How do I know if my pacman frog is overweight or not?

Seems kind of hard to tell with these guys.

He eats like a beast - anything I put in his enclosure - but was wondering if he's getting a tad pudgy even for a pacman frog?









Cheers.


----------



## CrocKeeper (Dec 26, 2003)

If you feel it is looking overweight...skip every other feeding...but these are really obese looking frogs..much like the Pyxicephelus....


----------



## psychofish (Jun 5, 2004)

I was reading one time that if they are overweight, they 
start to get fat deposites over their eyes.


----------



## Mettle (Dec 29, 2003)

CrocKeeper said:


> If you feel it is looking overweight...skip every other feeding...but these are really obese looking frogs..much like the Pyxicephelus....


How often should I be feeding it?


----------



## CrocKeeper (Dec 26, 2003)

depends on age of the frog, what you are uising for food, and temps the frog is kept at...example.young frogs are growing rapidly and are needing food, so every other day to every three days of insect foods are beneficial (gutloaded)..as adults they spend a lot of time just sitting and not putting anything to growth so excess is stored as fat...so if you are feeding insects then every 5 days..if rodents etc...every 7-12 days......but if you let their temps fall as adults and dry them out a bit, they will burrow and brumate.....

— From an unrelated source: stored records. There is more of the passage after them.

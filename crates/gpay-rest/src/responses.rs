//! Wallet API response payloads: signed field sets and typed records.
//!
//! Every response arrives as `{"data": {...}}`. The server signs a fixed
//! subset of `data` per endpoint; that subset is described by a
//! [`SignedFields`] table and must match the server's field-for-field.

use crate::error::GPayRestError;
use auth::{AuthError, SignableFields};
use model::{
    Balance, Coded, OutstandingTransactions, PaymentRequest, PaymentStatus, SendMoneyResult,
    Statement, WalletCheck, WalletTransaction,
};
use rust_decimal::Decimal;
use serde_json::Value;

/// Names of the response fields covered by an endpoint's signature.
#[derive(Debug, Clone, Copy)]
pub struct SignedFields {
    /// Must be present and non-null.
    pub required: &'static [&'static str],
    /// May be null or absent; signed as `""` then.
    pub nullable: &'static [&'static str],
}

impl SignedFields {
    /// Collect the signed subset of `data`.
    ///
    /// # Errors
    /// Returns `AuthError::MissingField` when a required field is absent or null.
    pub fn extract(&self, data: &Value) -> Result<SignableFields, AuthError> {
        let mut fields = SignableFields::new();
        for name in self.required {
            let value = field_text(data, name).ok_or_else(|| AuthError::MissingField((*name).into()))?;
            fields.insert(*name, value);
        }
        for name in self.nullable {
            fields.insert_opt(*name, field_text(data, name));
        }
        Ok(fields)
    }
}

pub const BALANCE_FIELDS: SignedFields = SignedFields {
    required: &["balance", "response_timestamp"],
    nullable: &[],
};

pub const PAYMENT_REQUEST_FIELDS: SignedFields = SignedFields {
    required: &[
        "requester_username",
        "request_id",
        "request_time",
        "amount",
        "response_timestamp",
    ],
    nullable: &["reference_no"],
};

pub const PAYMENT_STATUS_FIELDS: SignedFields = SignedFields {
    required: &["request_id", "amount", "response_timestamp"],
    nullable: &[
        "transaction_id",
        "payment_timestamp",
        "reference_no",
        "description",
        "is_paid",
    ],
};

pub const SEND_MONEY_FIELDS: SignedFields = SignedFields {
    required: &[
        "amount",
        "sender_fee",
        "transaction_id",
        "old_balance",
        "new_balance",
        "timestamp",
        "response_timestamp",
    ],
    nullable: &["reference_no"],
};

pub const STATEMENT_FIELDS: SignedFields = SignedFields {
    required: &[
        "available_balance",
        "outstanding_credit",
        "outstanding_debit",
        "day_balance",
        "day_total_in",
        "day_total_out",
        "response_timestamp",
    ],
    nullable: &[],
};

pub const WALLET_CHECK_FIELDS: SignedFields = SignedFields {
    required: &[
        "exists",
        "wallet_gateway_id",
        "can_receive_money",
        "response_timestamp",
    ],
    nullable: &["wallet_name", "user_account_name"],
};

pub const OUTSTANDING_FIELDS: SignedFields = SignedFields {
    required: &["outstanding_credit", "outstanding_debit", "response_timestamp"],
    nullable: &[],
};

/// Text form of a scalar JSON field, `None` when absent, null or composite.
///
/// Numbers keep the exact text the server sent (`10.50` stays `10.50`).
pub fn field_text(data: &Value, name: &str) -> Option<String> {
    match data.get(name)? {
        Value::String(s) => Some(s.clone()),
        Value::Number(n) => Some(n.to_string()),
        Value::Bool(b) => Some(b.to_string()),
        Value::Null | Value::Array(_) | Value::Object(_) => None,
    }
}

/// Take the `data` object out of the response envelope.
pub(crate) fn take_data(mut body: Value) -> Result<Value, GPayRestError> {
    match body.get_mut("data").map(Value::take) {
        Some(data @ Value::Object(_)) => Ok(data),
        _ => Err(GPayRestError::Parse("response has no data object".into())),
    }
}

fn required(data: &Value, name: &str) -> Result<String, GPayRestError> {
    field_text(data, name).ok_or_else(|| GPayRestError::Parse(format!("missing field {name}")))
}

fn decimal(data: &Value, name: &str) -> Result<Decimal, GPayRestError> {
    parse_decimal(name, &required(data, name)?)
}

fn opt_decimal(data: &Value, name: &str) -> Result<Option<Decimal>, GPayRestError> {
    field_text(data, name)
        .map(|text| parse_decimal(name, &text))
        .transpose()
}

fn parse_decimal(name: &str, text: &str) -> Result<Decimal, GPayRestError> {
    text.trim()
        .parse::<Decimal>()
        .map_err(|e| GPayRestError::Parse(format!("{name}: {e}")))
}

fn millis(data: &Value, name: &str) -> Result<i64, GPayRestError> {
    parse_int(name, &required(data, name)?)
}

fn opt_millis(data: &Value, name: &str) -> Result<Option<i64>, GPayRestError> {
    field_text(data, name)
        .map(|text| parse_int(name, &text))
        .transpose()
}

fn parse_int(name: &str, text: &str) -> Result<i64, GPayRestError> {
    text.trim()
        .parse::<i64>()
        .map_err(|e| GPayRestError::Parse(format!("{name}: {e}")))
}

fn boolean(data: &Value, name: &str) -> Result<bool, GPayRestError> {
    match required(data, name)?.as_str() {
        "true" => Ok(true),
        "false" => Ok(false),
        other => Err(GPayRestError::Parse(format!("{name}: not a boolean: {other}"))),
    }
}

fn opt_code<T>(data: &Value, name: &str) -> Result<Option<Coded<T>>, GPayRestError>
where
    T: TryFrom<i64, Error = model::UnknownDiscriminant>,
{
    Ok(opt_millis(data, name)?.map(Coded::from_value))
}

pub(crate) fn balance(data: &Value) -> Result<Balance, GPayRestError> {
    Ok(Balance {
        balance: decimal(data, "balance")?,
        response_timestamp_ms: millis(data, "response_timestamp")?,
    })
}

pub(crate) fn payment_request(data: &Value) -> Result<PaymentRequest, GPayRestError> {
    Ok(PaymentRequest {
        requester_username: required(data, "requester_username")?,
        request_id: required(data, "request_id")?,
        request_time_ms: millis(data, "request_time")?,
        amount: decimal(data, "amount")?,
        reference_no: field_text(data, "reference_no"),
        response_timestamp_ms: millis(data, "response_timestamp")?,
    })
}

pub(crate) fn payment_status(data: &Value) -> Result<PaymentStatus, GPayRestError> {
    Ok(PaymentStatus {
        request_id: required(data, "request_id")?,
        transaction_id: field_text(data, "transaction_id"),
        amount: decimal(data, "amount")?,
        payment_timestamp_ms: opt_millis(data, "payment_timestamp")?,
        reference_no: field_text(data, "reference_no"),
        description: field_text(data, "description"),
        is_paid: boolean(data, "is_paid")?,
        response_timestamp_ms: millis(data, "response_timestamp")?,
    })
}

pub(crate) fn send_money(data: &Value) -> Result<SendMoneyResult, GPayRestError> {
    Ok(SendMoneyResult {
        amount: decimal(data, "amount")?,
        sender_fee: decimal(data, "sender_fee")?,
        transaction_id: required(data, "transaction_id")?,
        old_balance: decimal(data, "old_balance")?,
        new_balance: decimal(data, "new_balance")?,
        timestamp_ms: millis(data, "timestamp")?,
        reference_no: field_text(data, "reference_no"),
        response_timestamp_ms: millis(data, "response_timestamp")?,
    })
}

pub(crate) fn statement(data: &Value) -> Result<Statement, GPayRestError> {
    Ok(Statement {
        available_balance: decimal(data, "available_balance")?,
        outstanding_credit: decimal(data, "outstanding_credit")?,
        outstanding_debit: decimal(data, "outstanding_debit")?,
        day_balance: decimal(data, "day_balance")?,
        day_total_in: decimal(data, "day_total_in")?,
        day_total_out: decimal(data, "day_total_out")?,
        response_timestamp_ms: millis(data, "response_timestamp")?,
        day_statement: transactions(data, "day_statement")?,
    })
}

pub(crate) fn wallet_check(data: &Value) -> Result<WalletCheck, GPayRestError> {
    Ok(WalletCheck {
        exists: boolean(data, "exists")?,
        wallet_gateway_id: required(data, "wallet_gateway_id")?,
        wallet_name: field_text(data, "wallet_name"),
        user_account_name: field_text(data, "user_account_name"),
        can_receive_money: boolean(data, "can_receive_money")?,
        response_timestamp_ms: millis(data, "response_timestamp")?,
    })
}

pub(crate) fn outstanding(data: &Value) -> Result<OutstandingTransactions, GPayRestError> {
    Ok(OutstandingTransactions {
        outstanding_credit: decimal(data, "outstanding_credit")?,
        outstanding_debit: decimal(data, "outstanding_debit")?,
        response_timestamp_ms: millis(data, "response_timestamp")?,
        outstanding_transactions: transactions(data, "outstanding_transactions")?,
    })
}

/// Parse a transaction list; a missing or non-array field is an empty list.
fn transactions(data: &Value, name: &str) -> Result<Vec<WalletTransaction>, GPayRestError> {
    let Some(entries) = data.get(name).and_then(Value::as_array) else {
        return Ok(Vec::new());
    };

    entries.iter().map(transaction).collect()
}

fn transaction(tx: &Value) -> Result<WalletTransaction, GPayRestError> {
    Ok(WalletTransaction {
        transaction_id: required(tx, "transaction_id")?,
        datetime: required(tx, "datetime")?,
        timestamp_ms: opt_millis(tx, "timestamp")?,
        description: field_text(tx, "description"),
        amount: opt_decimal(tx, "amount")?,
        balance: opt_decimal(tx, "balance")?,
        reference_no: field_text(tx, "reference_no"),
        op_type: opt_code(tx, "op_type_id")?,
        status: opt_code(tx, "status")?,
        created_at_ms: opt_millis(tx, "created_at")?,
    })
}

Breeding adults might ignore potential meals....and animals kept at higher temps will automatically burn more colories....


----------



## Mettle (Dec 29, 2003)

Awesome. Seems like I'm doing things right then... He's still not an adult yet. So he gets food every two or three days. I've been feeding adult gutloaded crickets and tossing them in at night. (As I find that's when he 'comes out'.) By morning they're all gone.


----------



## CrocKeeper (Dec 26, 2003)

Awesome!

Keep us posted as he grows!


----------